There is something really amazing about feeling as though you are truly a part of your team. However absurd it sounds, the sentiment of ownership, of pride, is palpable in this town right now. From the young coach who folks thought couldn't lead an NFL team to victory to the quarterback who was told to stick to baseball to the owner whose major accomplishment prior to buying the Seahawks was helping Bill Gates start one of the most successful technology companies in the world, this team was built on hard work and a dream. (Okay, yes, and a boatload of money, but not the most money in the league by any stretch of the imagination.) I love the fact that prior to this Superbowl, none of the players on this team had a championship ring. Each and every one of these players got their first Superbowl ring last night. Each and every one of them appears to have taken Coach Carroll's philosophy of playing to heart: that every minute of every game is as important as another. I would venture to guess that many of the fans are doing the same, given the consistent efforts of their team.

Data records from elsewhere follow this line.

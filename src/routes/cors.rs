use actix_web::{
    body::{EitherBody, MessageBody},
    dev::{ServiceRequest, ServiceResponse},
    http::header::{self, HeaderName, HeaderValue},
    http::Method,
    middleware::Next,
    web, Error, HttpResponse,
};

use crate::config::AppConfig;

/// Answers preflight requests and echoes the request origin back when it is
/// on the configured allow-list. Credentials are only allowed for origins
/// listed by name, never for a `*` match.
pub async fn cors_handler<B>(
    req: ServiceRequest,
    next: Next<B>,
) -> Result<ServiceResponse<EitherBody<B>>, Error>
where
    B: MessageBody,
{
    let access = match (
        req.headers().get(header::ORIGIN).and_then(|v| v.to_str().ok()),
        req.app_data::<web::Data<AppConfig>>(),
    ) {
        (Some(origin), Some(cfg)) if cfg.allows_origin(origin) => {
            HeaderValue::from_str(origin).ok().map(|value| (value, cfg.lists_origin(origin)))
        }
        _ => None,
    };

    let mut res = if req.method() == Method::OPTIONS {
        let res = HttpResponse::Ok().finish().map_into_right_body();
        req.into_response(res)
    } else {
        next.call(req).await?.map_into_left_body()
    };

    let Some((origin, credentials)) = access else {
        return Ok(res);
    };
    let headers = res.headers_mut();
    headers.insert(header::ACCESS_CONTROL_ALLOW_ORIGIN, origin);
    headers.insert(header::VARY, HeaderValue::from_static("Origin"));
    if credentials {
        headers.insert(
            header::ACCESS_CONTROL_ALLOW_CREDENTIALS,
            HeaderValue::from_static("true"),
        );
    }
    headers.insert(
        header::ACCESS_CONTROL_ALLOW_METHODS,
        HeaderValue::from_static("GET, POST, PUT, DELETE, OPTIONS"),
    );
    headers.insert(
        header::ACCESS_CONTROL_ALLOW_HEADERS,
        HeaderValue::from_static("Authorization, Content-Type, Accept, Cookie"),
    );
    headers.insert(
        HeaderName::from_static("access-control-max-age"),
        HeaderValue::from_static("86400"),
    );

    Ok(res)
}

I am aware of the many controversies involved with professional sports and struggle with many of them. Are players being exploited by the league when they are asked to hit and take hits that are increasingly dangerous? Is the game too violent? Is it necessary to pay these players such exorbitant sums of money? Why is the NFL considered a non-profit organization and, thus, exempt from paying taxes while raking in obscene amounts of money? But I won't deny the feeling of community and camaraderie that comes from cheering for this team who acknowledges the part their fans play in their success. In his post-game speech in the locker room, after calling out each individual player who made a spectacular play, Carroll asked the team to cheer for, "The 12s - there is something that's so real, they are so much a part of what we do..." I can't say that I'm not a little bit thrilled that this group of players who had the dubious honor of being the underdog went on to such a resounding victory, and they did it without nastiness or rubbing their win in anyone's face. As for the fans, so far Seattle has stayed true to its reputation by not letting this win spark riots and looting all over town. I, for one, am happy to see the 'Hawks go out on such a high note and I suspect their fans will ride this high for a while. There is something powerful about being swept up in the momentum of a group of people all rooting for the same thing, whether its a political rally or a sporting event or a group of friends watching a movie together all pulling for the heroine. It feels good, especially when your team wins.